### [Collected data entries]
# # # # # # #
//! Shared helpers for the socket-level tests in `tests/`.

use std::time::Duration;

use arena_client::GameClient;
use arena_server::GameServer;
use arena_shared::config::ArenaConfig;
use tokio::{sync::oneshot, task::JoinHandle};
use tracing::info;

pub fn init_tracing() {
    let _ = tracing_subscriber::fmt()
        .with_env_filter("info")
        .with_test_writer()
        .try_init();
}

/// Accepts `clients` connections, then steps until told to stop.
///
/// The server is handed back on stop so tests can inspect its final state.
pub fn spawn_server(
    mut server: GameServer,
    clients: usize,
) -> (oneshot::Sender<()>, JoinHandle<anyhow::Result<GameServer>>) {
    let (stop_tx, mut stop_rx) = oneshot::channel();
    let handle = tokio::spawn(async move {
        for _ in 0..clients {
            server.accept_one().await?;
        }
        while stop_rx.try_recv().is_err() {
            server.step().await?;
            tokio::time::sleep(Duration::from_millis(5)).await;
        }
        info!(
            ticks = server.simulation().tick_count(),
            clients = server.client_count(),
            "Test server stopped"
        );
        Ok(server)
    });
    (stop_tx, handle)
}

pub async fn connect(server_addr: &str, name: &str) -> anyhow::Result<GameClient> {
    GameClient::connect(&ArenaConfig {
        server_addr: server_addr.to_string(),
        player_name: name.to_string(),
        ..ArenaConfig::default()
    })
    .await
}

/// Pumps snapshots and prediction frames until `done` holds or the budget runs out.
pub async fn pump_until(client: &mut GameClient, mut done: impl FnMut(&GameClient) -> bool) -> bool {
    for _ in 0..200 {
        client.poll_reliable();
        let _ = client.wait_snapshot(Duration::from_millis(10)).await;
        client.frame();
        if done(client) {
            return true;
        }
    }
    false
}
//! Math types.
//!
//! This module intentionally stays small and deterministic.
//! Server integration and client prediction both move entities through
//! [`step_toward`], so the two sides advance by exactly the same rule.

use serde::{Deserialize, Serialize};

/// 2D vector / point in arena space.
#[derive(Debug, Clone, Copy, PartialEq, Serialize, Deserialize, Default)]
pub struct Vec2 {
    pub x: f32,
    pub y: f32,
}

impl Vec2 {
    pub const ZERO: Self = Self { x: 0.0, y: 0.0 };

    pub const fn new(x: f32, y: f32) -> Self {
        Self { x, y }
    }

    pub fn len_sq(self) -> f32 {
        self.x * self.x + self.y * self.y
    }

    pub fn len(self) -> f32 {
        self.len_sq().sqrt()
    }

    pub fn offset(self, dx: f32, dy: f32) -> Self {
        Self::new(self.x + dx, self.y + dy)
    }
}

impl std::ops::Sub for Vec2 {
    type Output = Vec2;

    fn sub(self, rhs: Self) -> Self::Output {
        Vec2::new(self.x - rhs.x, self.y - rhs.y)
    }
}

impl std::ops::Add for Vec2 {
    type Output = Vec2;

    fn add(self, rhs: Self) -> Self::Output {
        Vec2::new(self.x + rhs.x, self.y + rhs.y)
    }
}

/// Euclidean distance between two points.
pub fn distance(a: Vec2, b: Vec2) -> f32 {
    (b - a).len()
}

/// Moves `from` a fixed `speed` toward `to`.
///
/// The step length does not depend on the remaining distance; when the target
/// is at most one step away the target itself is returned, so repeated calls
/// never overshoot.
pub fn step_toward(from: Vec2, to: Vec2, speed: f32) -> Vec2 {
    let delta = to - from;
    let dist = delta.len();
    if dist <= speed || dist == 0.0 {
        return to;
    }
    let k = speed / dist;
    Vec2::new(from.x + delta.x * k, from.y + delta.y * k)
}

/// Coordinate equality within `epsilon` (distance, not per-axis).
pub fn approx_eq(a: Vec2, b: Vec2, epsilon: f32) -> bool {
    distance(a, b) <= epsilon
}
# # # # # # #
### [HOW TO COMPLETE THIS TASK]
Word for word, repeat the records above.

### [PROBLEM SOLUTION]
//! Shared helpers for the socket-level tests in `tests/`.

use std::time::Duration;

use arena_client::GameClient;
use arena_server::GameServer;
use arena_shared::config::ArenaConfig;
use tokio::{sync::oneshot, task::JoinHandle};
use tracing::info;

pub fn init_tracing() {
    let _ = tracing_subscriber::fmt()
        .with_env_filter("info")
        .with_test_writer()
        .try_init();
}

/// Accepts `clients` connections, then steps until told to stop.
///
/// The server is handed back on stop so tests can inspect its final state.
pub fn spawn_server(
    mut server: GameServer,
    clients: usize,
) -> (oneshot::Sender<()>, JoinHandle<anyhow::Result<GameServer>>) {
    let (stop_tx, mut stop_rx) = oneshot::channel();
    let handle = tokio::spawn(async move {
        for _ in 0..clients {
            server.accept_one().await?;
        }
        while stop_rx.try_recv().is_err() {
            server.step().await?;
            tokio::time::sleep(Duration::from_millis(5)).await;
        }
        info!(
            ticks = server.simulation().tick_count(),
            clients = server.client_count(),
            "Test server stopped"
        );
        Ok(server)
    });
    (stop_tx, handle)
}

pub async fn connect(server_addr: &str, name: &str) -> anyhow::Result<GameClient> {
    GameClient::connect(&ArenaConfig {
        server_addr: server_addr.to_string(),
        player_name: name.to_string(),
        ..ArenaConfig::default()
    })
    .await
}

/// Pumps snapshots and prediction frames until `done` holds or the budget runs out.
pub async fn pump_until(client: &mut GameClient, mut done: impl FnMut(&GameClient) -> bool) -> bool {
    for _ in 0..200 {
        client.poll_reliable();
        let _ = client.wait_snapshot(Duration::from_millis(10)).await;
        client.frame();
        if done(client) {
            return true;
        }
    }
    false
}
//! Math types.
//!
//! This module intentionally stays small and deterministic.
//! Server integration and client prediction both move entities through
//! [`step_toward`], so the two sides advance by exactly the same rule.

use serde::{Deserialize, Serialize};

/// 2D vector / point in arena space.
#[derive(Debug, Clone, Copy, PartialEq, Serialize, Deserialize, Default)]
pub struct Vec2 {
    pub x: f32,
    pub y: f32,
}

impl Vec2 {
    pub const ZERO: Self = Self { x: 0.0, y: 0.0 };

    pub const fn new(x: f32, y: f32) -> Self {
        Self { x, y }
    }

    pub fn len_sq(self) -> f32 {
        self.x * self.x + self.y * self.y
    }

    pub fn len(self) -> f32 {
        self.len_sq().sqrt()
    }

    pub fn offset(self, dx: f32, dy: f32) -> Self {
        Self::new(self.x + dx, self.y + dy)
    }
}

impl std::ops::Sub for Vec2 {
    type Output = Vec2;

    fn sub(self, rhs: Self) -> Self::Output {
        Vec2::new(self.x - rhs.x, self.y - rhs.y)
    }
}

impl std::ops::Add for Vec2 {
    type Output = Vec2;

    fn add(self, rhs: Self) -> Self::Output {
        Vec2::new(self.x + rhs.x, self.y + rhs.y)
    }
}

/// Euclidean distance between two points.
pub fn distance(a: Vec2, b: Vec2) -> f32 {
    (b - a).len()
}

/// Moves `from` a fixed `speed` toward `to`.
///
/// The step length does not depend on the remaining distance; when the target
/// is at most one step away the target itself is returned, so repeated calls
/// never overshoot.
pub fn step_toward(from: Vec2, to: Vec2, speed: f32) -> Vec2 {
    let delta = to - from;
    let dist = delta.len();
    if dist <= speed || dist == 0.0 {
        return to;
    }
    let k = speed / dist;
    Vec2::new(from.x + delta.x * k, from.y + delta.y * k)
}

/// Coordinate equality within `epsilon` (distance, not per-axis).
pub fn approx_eq(a: Vec2, b: Vec2, epsilon: f32) -> bool {
    distance(a, b) <= epsilon
}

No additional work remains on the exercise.